San Diego’s handful of independent restaurants used to have regulars who would patronize again and again. You only heard about new restaurants through magazines, newspapers, or word of mouth. Now the hype cycle is instantaneous and everywhere, with Instagram, Yelp, Facebook, Twitter, and TripAdvisor.

There are other issues that make this a particularly hard time. California’s minimum wage increase didn’t allow restaurants to count tips as wages, even though their staff have to pay taxes on those tips. The minimum wage also hits their suppliers (linen companies, meat distributors, etc.), so their raw material costs are going up. Water rates spiked 16 percent last year. Rent for restaurants has doubled in the last decade. The Trump administration is cracking down on Mexican immigrants, who’ve long provided an affordable, dedicated workforce for the industry.

The biggest problem might be cultural. There’s been a massive shift in how Americans consume. San Diego’s handful of independent restaurants used to have regulars who would patronize again and again. You only heard about new restaurants through magazines, newspapers, or word of mouth. Now the hype cycle is instantaneous and everywhere, with Instagram, Yelp, Facebook, Twitter, and TripAdvisor.
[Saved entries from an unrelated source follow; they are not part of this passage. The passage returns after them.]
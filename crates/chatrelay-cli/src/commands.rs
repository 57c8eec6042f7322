//! Subcommands.

use clap::{Args, Subcommand};

/// Available commands.
#[derive(Subcommand)]
pub enum Commands {
    /// Run the proxy server
    Serve(ServeArgs),

    /// Print the hashed form of access codes, as matched against `CODE`
    HashCode {
        /// Plaintext access codes
        #[arg(required = true)]
        codes: Vec<String>,
    },
}

/// Listener options.
///
/// Unset values fall back to the `HOST` and `PORT` environment variables,
/// read after the env file is loaded.
#[derive(Debug, Clone, Default, Args)]
pub struct ServeArgs {
    /// Address to bind [env: HOST] [default: 0.0.0.0]
    #[arg(long)]
    pub host: Option<String>,

    /// Port to bind [env: PORT] [default: 3000]
    #[arg(short, long)]
    pub port: Option<u16>,
}
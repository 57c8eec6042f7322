//! Serve command handler.

use std::sync::Arc;

use chatrelay_core::RelayConfig;
use chatrelay_proxy::{HttpUpstream, ProxyContext, serve};
use tokio::net::TcpListener;
use tokio_util::sync::CancellationToken;
use tracing::{info, warn};

use crate::commands::ServeArgs;
use crate::error::CliError;

pub const DEFAULT_HOST: &str = "0.0.0.0";
pub const DEFAULT_PORT: u16 = 3000;

/// Resolve the listen address from flags, then `HOST`/`PORT`, then defaults.
pub fn resolve_addr<F>(args: &ServeArgs, lookup: F) -> Result<(String, u16), CliError>
where
    F: Fn(&str) -> Option<String>,
{
    let host = args
        .host
        .clone()
        .or_else(|| lookup("HOST").filter(|h| !h.trim().is_empty()))
        .unwrap_or_else(|| DEFAULT_HOST.to_string());

    let port = match args.port {
        Some(port) => port,
        None => match lookup("PORT").filter(|p| !p.trim().is_empty()) {
            Some(raw) => raw
                .trim()
                .parse()
                .map_err(|_| CliError::Arguments(format!("invalid PORT '{raw}'")))?,
            None => DEFAULT_PORT,
        },
    };

    Ok((host, port))
}

/// Execute the serve command.
///
/// Binds the listener and serves until Ctrl-C.
pub async fn execute(args: &ServeArgs, config: RelayConfig) -> Result<(), CliError> {
    let (host, port) = resolve_addr(args, |key| std::env::var(key).ok())?;

    if config.system_api_key().is_none() {
        if config.hide_user_api_key() {
            warn!("HIDE_USER_API_KEY is set but no system API key is configured");
        } else {
            info!("No system API key configured; callers must supply their own");
        }
    }

    let upstream = HttpUpstream::new().map_err(|e| CliError::Server(e.to_string()))?;
    let state = Arc::new(ProxyContext::new(config, Arc::new(upstream)));

    let listener = TcpListener::bind((host.as_str(), port)).await?;

    let cancel = CancellationToken::new();
    tokio::spawn({
        let cancel = cancel.clone();
        async move {
            match tokio::signal::ctrl_c().await {
                Ok(()) => {
                    info!("Shutdown requested");
                    cancel.cancel();
                }
                Err(e) => warn!("Failed to listen for Ctrl-C: {e}"),
            }
        }
    });

    serve(listener, state, cancel)
        .await
        .map_err(|e| CliError::Server(e.to_string()))
}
“The concept is restaurants as sport,” says David Cohn of Cohn Restaurant Group, who opened his first establishment in San Diego in 1981. “It’s not just restaurants. It’s across our society. Maybe it’s staying at a particular new hotel. I was reading about a new airline, thinking, ‘Gee, it would be interesting to check out.’ We’re an experience-based society and the biggest part of that is restaurants.”

Gordon agrees: “There is an aspect of the PR and hype machine that proliferated the bubble. With all the online sites, you have fake news about what is great and new. The younger generation has a unique appreciation for cocktails and food, which is awesome. But they’re also addicted to change and what’s next and new and being first—whether it’s first to download the new season of Serial, the first to try the Unicorn Frappuccino, or try a new restaurant.”

Cohn says there are only so many diners in San Diego, and the pie is getting cut into smaller and smaller pieces. He points to new competitors like grocery stores, and food delivery programs, where people are purchasing food from restaurants, but not drinks or service.

“Years ago, people used to spend more money in grocery stores than they did restaurants,” he says. “Now it’s 50/50. The supermarkets don’t like that, so they’re becoming restaurants. You’ve got sit-down restaurants in Whole Foods, a kombucha bar in Vons. It’s a big market, and everyone wants a piece of it. Everyone’s trying to become a restaurant.”

The end result is our current restaurant bubble, filled with challenges (rent, minimum wage, etc.) pushing out from the inside. Pretty soon, it’s going to pop.